#### DIRECTIONS
The required output is all lines below that contain the word "over".

#### DATA RECORDS

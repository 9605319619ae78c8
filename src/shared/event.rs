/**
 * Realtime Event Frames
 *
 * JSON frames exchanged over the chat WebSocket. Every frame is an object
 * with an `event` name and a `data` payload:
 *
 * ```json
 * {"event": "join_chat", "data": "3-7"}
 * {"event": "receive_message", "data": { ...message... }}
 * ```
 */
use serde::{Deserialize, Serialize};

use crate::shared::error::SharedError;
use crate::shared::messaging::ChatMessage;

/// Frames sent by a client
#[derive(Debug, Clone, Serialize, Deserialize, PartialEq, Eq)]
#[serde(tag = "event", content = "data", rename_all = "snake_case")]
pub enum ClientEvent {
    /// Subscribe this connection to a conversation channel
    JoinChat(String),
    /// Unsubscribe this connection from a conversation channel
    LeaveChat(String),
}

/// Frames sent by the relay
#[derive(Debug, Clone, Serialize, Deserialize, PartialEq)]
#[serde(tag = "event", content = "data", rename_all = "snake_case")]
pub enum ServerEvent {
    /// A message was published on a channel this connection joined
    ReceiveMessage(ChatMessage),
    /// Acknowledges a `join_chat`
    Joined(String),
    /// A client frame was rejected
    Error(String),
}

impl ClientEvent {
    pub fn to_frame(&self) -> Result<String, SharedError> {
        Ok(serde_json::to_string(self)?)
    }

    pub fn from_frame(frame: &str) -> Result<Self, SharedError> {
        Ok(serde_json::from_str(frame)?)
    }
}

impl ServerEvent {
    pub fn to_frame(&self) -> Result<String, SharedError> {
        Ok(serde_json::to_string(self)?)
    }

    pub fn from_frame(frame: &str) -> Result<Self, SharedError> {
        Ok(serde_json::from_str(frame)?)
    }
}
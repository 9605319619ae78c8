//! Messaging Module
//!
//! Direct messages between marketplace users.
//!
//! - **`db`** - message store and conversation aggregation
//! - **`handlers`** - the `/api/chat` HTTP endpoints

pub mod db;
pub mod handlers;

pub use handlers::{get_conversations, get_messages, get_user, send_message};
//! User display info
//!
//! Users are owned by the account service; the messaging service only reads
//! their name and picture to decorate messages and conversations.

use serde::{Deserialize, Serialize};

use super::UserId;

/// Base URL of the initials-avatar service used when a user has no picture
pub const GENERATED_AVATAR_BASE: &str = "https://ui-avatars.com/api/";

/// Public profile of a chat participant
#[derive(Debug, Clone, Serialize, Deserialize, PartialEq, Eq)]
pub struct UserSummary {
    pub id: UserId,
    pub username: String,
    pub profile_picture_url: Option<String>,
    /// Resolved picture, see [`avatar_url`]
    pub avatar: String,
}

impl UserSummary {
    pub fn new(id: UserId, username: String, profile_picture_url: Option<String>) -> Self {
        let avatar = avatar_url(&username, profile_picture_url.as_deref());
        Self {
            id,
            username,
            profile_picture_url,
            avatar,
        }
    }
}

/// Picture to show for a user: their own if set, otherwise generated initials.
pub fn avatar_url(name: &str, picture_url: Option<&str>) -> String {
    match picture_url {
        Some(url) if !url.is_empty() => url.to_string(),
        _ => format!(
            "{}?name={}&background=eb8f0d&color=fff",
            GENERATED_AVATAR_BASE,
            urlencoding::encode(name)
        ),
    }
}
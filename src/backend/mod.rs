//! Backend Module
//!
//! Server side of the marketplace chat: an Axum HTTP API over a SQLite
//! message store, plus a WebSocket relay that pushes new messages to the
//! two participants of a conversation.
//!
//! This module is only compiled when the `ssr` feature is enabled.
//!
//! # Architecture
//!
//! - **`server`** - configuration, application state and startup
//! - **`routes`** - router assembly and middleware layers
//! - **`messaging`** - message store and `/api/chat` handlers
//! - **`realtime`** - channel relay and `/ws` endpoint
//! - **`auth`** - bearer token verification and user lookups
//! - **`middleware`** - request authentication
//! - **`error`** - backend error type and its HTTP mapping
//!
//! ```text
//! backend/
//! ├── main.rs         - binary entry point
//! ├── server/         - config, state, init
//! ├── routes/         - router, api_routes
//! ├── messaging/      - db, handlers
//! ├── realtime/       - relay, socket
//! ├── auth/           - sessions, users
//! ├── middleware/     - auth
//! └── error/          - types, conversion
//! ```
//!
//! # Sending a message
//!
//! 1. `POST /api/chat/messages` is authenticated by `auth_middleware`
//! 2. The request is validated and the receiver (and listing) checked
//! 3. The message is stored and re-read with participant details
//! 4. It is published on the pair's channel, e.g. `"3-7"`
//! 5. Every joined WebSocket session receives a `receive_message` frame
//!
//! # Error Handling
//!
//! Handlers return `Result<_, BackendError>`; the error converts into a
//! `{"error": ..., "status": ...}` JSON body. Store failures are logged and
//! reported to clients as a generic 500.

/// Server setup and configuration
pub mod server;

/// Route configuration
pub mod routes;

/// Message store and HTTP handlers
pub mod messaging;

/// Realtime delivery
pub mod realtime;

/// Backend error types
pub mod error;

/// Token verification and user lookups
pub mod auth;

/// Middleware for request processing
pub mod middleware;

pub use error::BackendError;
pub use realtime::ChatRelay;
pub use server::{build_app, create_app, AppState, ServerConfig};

#### TASK RESULT
 * JSON frames exchanged over the chat WebSocket. Every frame is an object
//! Server side of the marketplace chat: an Axum HTTP API over a SQLite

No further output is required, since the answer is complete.